■ **DATA FOR PROCESSING**
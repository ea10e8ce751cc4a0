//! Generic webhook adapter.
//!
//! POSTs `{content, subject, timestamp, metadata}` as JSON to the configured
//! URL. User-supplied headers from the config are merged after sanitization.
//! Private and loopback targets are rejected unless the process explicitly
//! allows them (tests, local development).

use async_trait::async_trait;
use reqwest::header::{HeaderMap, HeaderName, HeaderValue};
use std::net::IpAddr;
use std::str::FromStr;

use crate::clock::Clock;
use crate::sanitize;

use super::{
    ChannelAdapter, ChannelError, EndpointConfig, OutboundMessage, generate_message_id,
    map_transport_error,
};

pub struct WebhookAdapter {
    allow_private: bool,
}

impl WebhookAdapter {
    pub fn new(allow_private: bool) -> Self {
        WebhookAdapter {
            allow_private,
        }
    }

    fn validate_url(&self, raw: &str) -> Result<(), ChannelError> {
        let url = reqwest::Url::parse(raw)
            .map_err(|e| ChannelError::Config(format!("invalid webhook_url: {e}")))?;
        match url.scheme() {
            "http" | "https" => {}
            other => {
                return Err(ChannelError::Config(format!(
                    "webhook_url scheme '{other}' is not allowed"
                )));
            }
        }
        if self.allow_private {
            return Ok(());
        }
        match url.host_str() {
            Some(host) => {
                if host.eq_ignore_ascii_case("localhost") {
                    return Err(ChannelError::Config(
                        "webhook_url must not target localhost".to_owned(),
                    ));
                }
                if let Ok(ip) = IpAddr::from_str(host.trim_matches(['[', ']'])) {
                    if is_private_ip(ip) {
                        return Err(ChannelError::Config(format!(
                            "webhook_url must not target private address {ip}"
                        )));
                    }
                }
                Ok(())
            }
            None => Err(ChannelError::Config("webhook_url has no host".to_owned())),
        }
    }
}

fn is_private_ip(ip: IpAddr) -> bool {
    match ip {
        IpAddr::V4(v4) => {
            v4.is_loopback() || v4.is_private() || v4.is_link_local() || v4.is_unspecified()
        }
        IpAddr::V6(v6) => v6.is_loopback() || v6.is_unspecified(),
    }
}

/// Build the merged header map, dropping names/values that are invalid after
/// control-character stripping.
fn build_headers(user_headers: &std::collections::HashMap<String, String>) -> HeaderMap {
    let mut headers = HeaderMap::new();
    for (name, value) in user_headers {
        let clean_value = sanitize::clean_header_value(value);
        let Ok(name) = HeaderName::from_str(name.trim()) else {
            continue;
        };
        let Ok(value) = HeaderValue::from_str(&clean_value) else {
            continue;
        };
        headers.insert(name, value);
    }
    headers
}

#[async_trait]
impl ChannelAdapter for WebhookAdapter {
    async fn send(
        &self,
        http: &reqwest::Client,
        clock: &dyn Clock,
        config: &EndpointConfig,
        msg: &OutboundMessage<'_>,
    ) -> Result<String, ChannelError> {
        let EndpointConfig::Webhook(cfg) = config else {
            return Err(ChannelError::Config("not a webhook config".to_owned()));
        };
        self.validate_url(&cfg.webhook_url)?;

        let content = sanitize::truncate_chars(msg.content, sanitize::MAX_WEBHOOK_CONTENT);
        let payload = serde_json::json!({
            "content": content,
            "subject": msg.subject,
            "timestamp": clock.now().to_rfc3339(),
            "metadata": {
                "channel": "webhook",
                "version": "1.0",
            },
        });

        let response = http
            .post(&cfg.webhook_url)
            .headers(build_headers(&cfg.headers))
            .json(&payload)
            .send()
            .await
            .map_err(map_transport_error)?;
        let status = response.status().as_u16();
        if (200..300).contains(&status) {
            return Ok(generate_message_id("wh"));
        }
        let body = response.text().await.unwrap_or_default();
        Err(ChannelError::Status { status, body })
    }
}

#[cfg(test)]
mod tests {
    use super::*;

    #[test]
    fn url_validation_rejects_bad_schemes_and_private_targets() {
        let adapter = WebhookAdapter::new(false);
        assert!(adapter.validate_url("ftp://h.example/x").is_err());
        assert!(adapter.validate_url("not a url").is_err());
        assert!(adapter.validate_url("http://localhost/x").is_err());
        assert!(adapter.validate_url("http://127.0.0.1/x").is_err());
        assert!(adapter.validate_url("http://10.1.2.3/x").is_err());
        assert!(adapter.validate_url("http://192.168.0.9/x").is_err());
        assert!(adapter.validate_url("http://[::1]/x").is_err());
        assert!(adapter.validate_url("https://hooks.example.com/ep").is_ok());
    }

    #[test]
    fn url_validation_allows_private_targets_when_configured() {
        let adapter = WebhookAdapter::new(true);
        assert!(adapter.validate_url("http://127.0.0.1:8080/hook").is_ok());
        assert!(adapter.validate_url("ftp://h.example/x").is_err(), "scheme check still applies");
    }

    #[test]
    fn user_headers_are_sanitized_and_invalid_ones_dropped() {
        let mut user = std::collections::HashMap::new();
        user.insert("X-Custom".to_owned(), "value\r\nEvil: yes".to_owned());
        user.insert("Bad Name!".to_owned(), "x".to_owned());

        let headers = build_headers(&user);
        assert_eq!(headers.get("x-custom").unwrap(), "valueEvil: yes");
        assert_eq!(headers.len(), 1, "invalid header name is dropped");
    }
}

■ **TASK**
Before answering, count every line of the data that holds the word "return"; the reply is that number only.

■ **SOLUTION TO THIS EXERCISE**
6